Which lines of the entries hold the string "DuplicateScheme"? Copy each one.

Dataset entries:
__________________________________________________

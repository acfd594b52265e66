//! The configured set of registries a dispatcher routes to.

use std::sync::Arc;

use rustc_hash::FxHashSet;
use thiserror::Error;

use crate::ModuleRegistry;
use crate::backends::{LocalModuleRegistry, OciModuleRegistry, TemplateSpecModuleRegistry};
use crate::cache::ModuleCache;
use crate::config::{ConfigError, RegistryConfig};
use crate::source::MirrorSource;

/// Errors from assembling a provider.
#[derive(Debug, Error)]
pub enum ProviderError {
	/// Two registries claim the same scheme.
	#[error("duplicate module registry scheme {scheme:?}")]
	DuplicateScheme { scheme: String },

	#[error(transparent)]
	Config(#[from] ConfigError),
}

/// Ordered collection of registry backends, assembled once at startup.
pub trait RegistryProvider: Send + Sync {
	fn registries(&self) -> &[Arc<dyn ModuleRegistry>];
}

/// Provider over a fixed list of registries with distinct schemes.
#[derive(Clone, Default)]
pub struct DefaultRegistryProvider {
	registries: Vec<Arc<dyn ModuleRegistry>>,
}

impl DefaultRegistryProvider {
	/// # Errors
	///
	/// Returns [`ProviderError::DuplicateScheme`] if two registries share a
	/// scheme.
	pub fn new(registries: Vec<Arc<dyn ModuleRegistry>>) -> Result<Self, ProviderError> {
		let mut seen = FxHashSet::default();
		for registry in &registries {
			if !seen.insert(registry.scheme()) {
				return Err(ProviderError::DuplicateScheme {
					scheme: registry.scheme().to_string(),
				});
			}
		}
		Ok(Self { registries })
	}

	/// A provider with no registries; every reference validates to BCP189.
	pub fn empty() -> Self {
		Self::default()
	}

	/// Builds the enabled built-in registries.
	///
	/// Remote registries share one cache rooted at
	/// [`RegistryConfig::cache_root`] and read from their configured mirror.
	///
	/// # Errors
	///
	/// Returns [`ConfigError::MissingMirror`] when a remote registry is enabled
	/// without a mirror.
	pub fn from_config(config: &RegistryConfig) -> Result<Self, ProviderError> {
		let cache = ModuleCache::new(config.cache_root());
		let mut registries: Vec<Arc<dyn ModuleRegistry>> = Vec::new();

		if config.local.enabled {
			registries.push(Arc::new(LocalModuleRegistry::new()));
		}

		if config.oci.enabled {
			let Some(mirror) = &config.oci.mirror else {
				return Err(ConfigError::MissingMirror { scheme: "br" }.into());
			};
			registries.push(Arc::new(
				OciModuleRegistry::new(cache.clone(), Arc::new(MirrorSource::new(mirror)))
					.with_settings(config.oci.fetch_settings())
					.with_aliases(config.oci.aliases.clone()),
			));
		}

		if config.template_spec.enabled {
			let Some(mirror) = &config.template_spec.mirror else {
				return Err(ConfigError::MissingMirror { scheme: "ts" }.into());
			};
			registries.push(Arc::new(
				TemplateSpecModuleRegistry::new(cache, Arc::new(MirrorSource::new(mirror)))
					.with_settings(config.template_spec.fetch_settings())
					.with_aliases(config.template_spec.aliases.clone()),
			));
		}

		tracing::debug!(
			schemes = ?registries.iter().map(|r| r.scheme().to_string()).collect::<Vec<_>>(),
			cache_root = %config.cache_root().display(),
			"module.provider.configured"
		);
		Self::new(registries)
	}
}

impl RegistryProvider for DefaultRegistryProvider {
	fn registries(&self) -> &[Arc<dyn ModuleRegistry>] {
		&self.registries
	}
}
//! Tool Executor Framework - registry split, execution contexts, capabilities,
//! and built-in tool implementations.
//!
//! Two kinds of tools share one [`ToolRegistry`]:
//! - auto tools ([`ToolExecutor`]) run as soon as the model asks for them;
//! - confirmable tools have no model-visible execute path. Their body is a
//!   [`ConfirmableExecution`] that only the reconciliation step invokes, after
//!   a human approved the call.

pub mod authorization;
pub mod builtins;
pub mod config;
pub mod schedule;
pub mod store;

use std::collections::HashMap;
use std::fmt;
use std::future::Future;
use std::pin::Pin;
use std::sync::Arc;

use assent_types::{ModelMessage, ToolCallId, ToolDefinition};
use serde_json::Value;

pub use authorization::{
    ACCESS_DENIED_RESULT, AsyncAuthorized, AuthorizationError, AuthorizationGate,
    AuthorizationRequest, AuthorizationStatus, AuthorizationTicket, FederatedConnection,
    Interrupt, MemoryGate, connection_token_key, granted_token_key, pending_request_key,
};
pub use builtins::builtin_registry;
pub use config::{AuthorizationConfig, ToolsConfig};
pub use schedule::{MemoryScheduler, Schedule, ScheduleError, ScheduledTask, Scheduler};
pub use store::{KeyValueStore, MemoryStore, StoreError};

/// Tool execution future type alias.
pub type ToolFut<'a> = Pin<Box<dyn Future<Output = Result<Value, ToolError>> + Send + 'a>>;

/// Error types for tool execution.
#[derive(Debug, thiserror::Error)]
pub enum ToolError {
    #[error("Bad tool args: {message}")]
    BadArgs { message: String },
    #[error("Tool execution failed: {tool}: {message}")]
    ExecutionFailed { tool: String, message: String },
    /// The upstream service rejected the credential the tool ran with.
    #[error("Unauthorized: {message}")]
    Unauthorized { message: String },
    /// The call cannot finish until an out-of-band authorization completes.
    #[error("Tool interrupted: {0}")]
    Interrupted(Interrupt),
    #[error("Unknown tool: {name}")]
    UnknownTool { name: String },
    #[error("Duplicate tool registered: {name}")]
    DuplicateTool { name: String },
    #[error(transparent)]
    Store(#[from] StoreError),
    #[error(transparent)]
    Schedule(#[from] ScheduleError),
    #[error(transparent)]
    Authorization(#[from] AuthorizationError),
}

impl ToolError {
    /// The interrupt carried by this error, if any.
    #[must_use]
    pub fn interrupt(&self) -> Option<&Interrupt> {
        match self {
            ToolError::Interrupted(interrupt) => Some(interrupt),
            _ => None,
        }
    }
}

/// Identity of the user a conversation belongs to.
#[derive(Debug, Clone, Default, PartialEq, Eq)]
pub struct UserContext {
    pub id: String,
    pub name: Option<String>,
}

impl UserContext {
    pub fn new(id: impl Into<String>) -> Self {
        Self {
            id: id.into(),
            name: None,
        }
    }

    #[must_use]
    pub fn with_name(mut self, name: impl Into<String>) -> Self {
        self.name = Some(name.into());
        self
    }
}

/// Capabilities injected into tools for one conversation.
#[derive(Clone)]
pub struct ToolServices {
    pub user: UserContext,
    pub scheduler: Arc<dyn Scheduler>,
    pub store: Arc<dyn KeyValueStore>,
    pub authorization: Arc<dyn AuthorizationGate>,
    pub http: reqwest::Client,
}

impl ToolServices {
    pub fn new(
        user: UserContext,
        scheduler: Arc<dyn Scheduler>,
        store: Arc<dyn KeyValueStore>,
        authorization: Arc<dyn AuthorizationGate>,
    ) -> Self {
        Self {
            user,
            scheduler,
            store,
            authorization,
            http: reqwest::Client::new(),
        }
    }

    /// Services backed entirely by the in-memory capability implementations.
    #[must_use]
    pub fn in_memory(user: UserContext) -> Self {
        Self::new(
            user,
            Arc::new(MemoryScheduler::new()),
            Arc::new(MemoryStore::new()),
            Arc::new(MemoryGate::new()),
        )
    }
}

impl fmt::Debug for ToolServices {
    fn fmt(&self, f: &mut fmt::Formatter<'_>) -> fmt::Result {
        f.debug_struct("ToolServices")
            .field("user", &self.user)
            .finish_non_exhaustive()
    }
}

/// Per-call context for auto tools.
#[derive(Clone)]
pub struct ToolCtx {
    pub tool_call_id: ToolCallId,
    pub services: ToolServices,
    access_token: Option<String>,
}

impl ToolCtx {
    #[must_use]
    pub fn new(tool_call_id: ToolCallId, services: ToolServices) -> Self {
        Self {
            tool_call_id,
            services,
            access_token: None,
        }
    }

    /// Copy of this context carrying a credential for the wrapped tool.
    #[must_use]
    pub fn with_access_token(&self, token: impl Into<String>) -> Self {
        Self {
            access_token: Some(token.into()),
            ..self.clone()
        }
    }

    #[must_use]
    pub fn access_token(&self) -> Option<&str> {
        self.access_token.as_deref()
    }
}

// Manual Debug impl to prevent leaking access tokens in logs.
impl fmt::Debug for ToolCtx {
    fn fmt(&self, f: &mut fmt::Formatter<'_>) -> fmt::Result {
        let token = if self.access_token.is_some() {
            "[REDACTED]"
        } else {
            "None"
        };
        f.debug_struct("ToolCtx")
            .field("tool_call_id", &self.tool_call_id)
            .field("services", &self.services)
            .field("access_token", &token)
            .finish()
    }
}

/// Context handed to a confirmable execution.
#[derive(Debug, Clone)]
pub struct ExecutionContext {
    /// The whole conversation in model wire format.
    pub conversation_history: Arc<[ModelMessage]>,
    pub tool_call_id: ToolCallId,
}

/// A tool the model may run without asking anyone.
pub trait ToolExecutor: Send + Sync {
    fn name(&self) -> &'static str;
    fn description(&self) -> &'static str;
    fn schema(&self) -> Value;
    fn execute<'a>(&'a self, args: Value, ctx: &'a ToolCtx) -> ToolFut<'a>;
}

/// Body of a confirmable tool, run only after approval.
pub trait ConfirmableExecution: Send + Sync {
    fn execute(&self, input: Value, ctx: ExecutionContext) -> ToolFut<'_>;
}

/// Adapter turning an async closure into a [`ConfirmableExecution`].
pub struct FnExecution<F>(F);

impl<F, Fut> ConfirmableExecution for FnExecution<F>
where
    F: Fn(Value, ExecutionContext) -> Fut + Send + Sync,
    Fut: Future<Output = Result<Value, ToolError>> + Send + 'static,
{
    fn execute(&self, input: Value, ctx: ExecutionContext) -> ToolFut<'_> {
        Box::pin((self.0)(input, ctx))
    }
}

pub fn execution_fn<F, Fut>(f: F) -> Arc<dyn ConfirmableExecution>
where
    F: Fn(Value, ExecutionContext) -> Fut + Send + Sync + 'static,
    Fut: Future<Output = Result<Value, ToolError>> + Send + 'static,
{
    Arc::new(FnExecution(f))
}

pub(crate) fn parse_args<T: serde::de::DeserializeOwned>(args: &Value) -> Result<T, ToolError> {
    serde_json::from_value(args.clone()).map_err(|e| ToolError::BadArgs {
        message: e.to_string(),
    })
}

#[derive(Clone)]
struct ConfirmableTool {
    definition: ToolDefinition,
    execution: Option<Arc<dyn ConfirmableExecution>>,
}

/// Tool registry: auto executors plus the confirmable-execution map.
///
/// A name lives in at most one of the two. Schema-only registrations are
/// keyed in the confirmable map without an execution; reconciliation answers
/// them with a fixed error result instead of running anything.
#[derive(Clone, Default)]
pub struct ToolRegistry {
    executors: HashMap<String, Arc<dyn ToolExecutor>>,
    confirmable: HashMap<String, ConfirmableTool>,
}

impl ToolRegistry {
    fn ensure_unregistered(&self, name: &str) -> Result<(), ToolError> {
        if self.executors.contains_key(name) || self.confirmable.contains_key(name) {
            return Err(ToolError::DuplicateTool {
                name: name.to_string(),
            });
        }
        Ok(())
    }

    pub fn register_auto(&mut self, executor: Arc<dyn ToolExecutor>) -> Result<(), ToolError> {
        let name = executor.name();
        self.ensure_unregistered(name)?;
        self.executors.insert(name.to_string(), executor);
        Ok(())
    }

    pub fn register_confirmable(
        &mut self,
        definition: ToolDefinition,
        execution: Arc<dyn ConfirmableExecution>,
    ) -> Result<(), ToolError> {
        self.ensure_unregistered(&definition.name)?;
        self.confirmable.insert(
            definition.name.clone(),
            ConfirmableTool {
                definition,
                execution: Some(execution),
            },
        );
        Ok(())
    }

    /// Register a schema-only tool definition (no execution).
    ///
    /// The tool appears in the model's tool manifest and counts as
    /// confirmable, but approving it yields an error result.
    pub fn register_schema(&mut self, definition: ToolDefinition) -> Result<(), ToolError> {
        self.ensure_unregistered(&definition.name)?;
        self.confirmable.insert(
            definition.name.clone(),
            ConfirmableTool {
                definition,
                execution: None,
            },
        );
        Ok(())
    }

    /// Membership test against the confirmable-execution map keys.
    #[must_use]
    pub fn is_confirmable(&self, name: &str) -> bool {
        self.confirmable.contains_key(name)
    }

    #[must_use]
    pub fn is_auto(&self, name: &str) -> bool {
        self.executors.contains_key(name)
    }

    #[must_use]
    pub fn execution(&self, name: &str) -> Option<&dyn ConfirmableExecution> {
        self.confirmable
            .get(name)
            .and_then(|tool| tool.execution.as_deref())
    }

    pub fn executor(&self, name: &str) -> Result<&dyn ToolExecutor, ToolError> {
        self.executors
            .get(name)
            .map(AsRef::as_ref)
            .ok_or_else(|| ToolError::UnknownTool {
                name: name.to_string(),
            })
    }

    #[must_use]
    pub fn definitions(&self) -> Vec<ToolDefinition> {
        let mut defs: Vec<ToolDefinition> = self
            .executors
            .values()
            .map(|exec| ToolDefinition::new(exec.name(), exec.description(), exec.schema()))
            .chain(self.confirmable.values().map(|tool| tool.definition.clone()))
            .collect();
        defs.sort_by(|a, b| a.name.cmp(&b.name));
        defs
    }

    /// Validate `args` against the tool's schema, then run it.
    pub async fn invoke(&self, name: &str, args: Value, ctx: &ToolCtx) -> Result<Value, ToolError> {
        let executor = self.executor(name)?;
        validate_args(&executor.schema(), &args)?;
        tracing::debug!(tool = name, tool_call_id = %ctx.tool_call_id, "Invoking tool");
        executor.execute(args, ctx).await
    }
}

impl fmt::Debug for ToolRegistry {
    fn fmt(&self, f: &mut fmt::Formatter<'_>) -> fmt::Result {
        let mut auto: Vec<&str> = self.executors.keys().map(String::as_str).collect();
        let mut confirmable: Vec<&str> = self.confirmable.keys().map(String::as_str).collect();
        auto.sort_unstable();
        confirmable.sort_unstable();
        f.debug_struct("ToolRegistry")
            .field("auto", &auto)
            .field("confirmable", &confirmable)
            .finish()
    }
}

/// Validate arguments against a JSON schema.
pub fn validate_args(schema: &Value, args: &Value) -> Result<(), ToolError> {
    let validator = jsonschema::validator_for(schema).map_err(|e| ToolError::BadArgs {
        message: format!("Invalid tool schema: {e}"),
    })?;
    let result = validator.validate(args);
    if let Err(err) = result {
        return Err(ToolError::BadArgs {
            message: err.to_string(),
        });
    }
    Ok(())
}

__________________________________________________

◆ Your response:
	DuplicateScheme { scheme: String },
	/// Returns [`ProviderError::DuplicateScheme`] if two registries share a
				return Err(ProviderError::DuplicateScheme {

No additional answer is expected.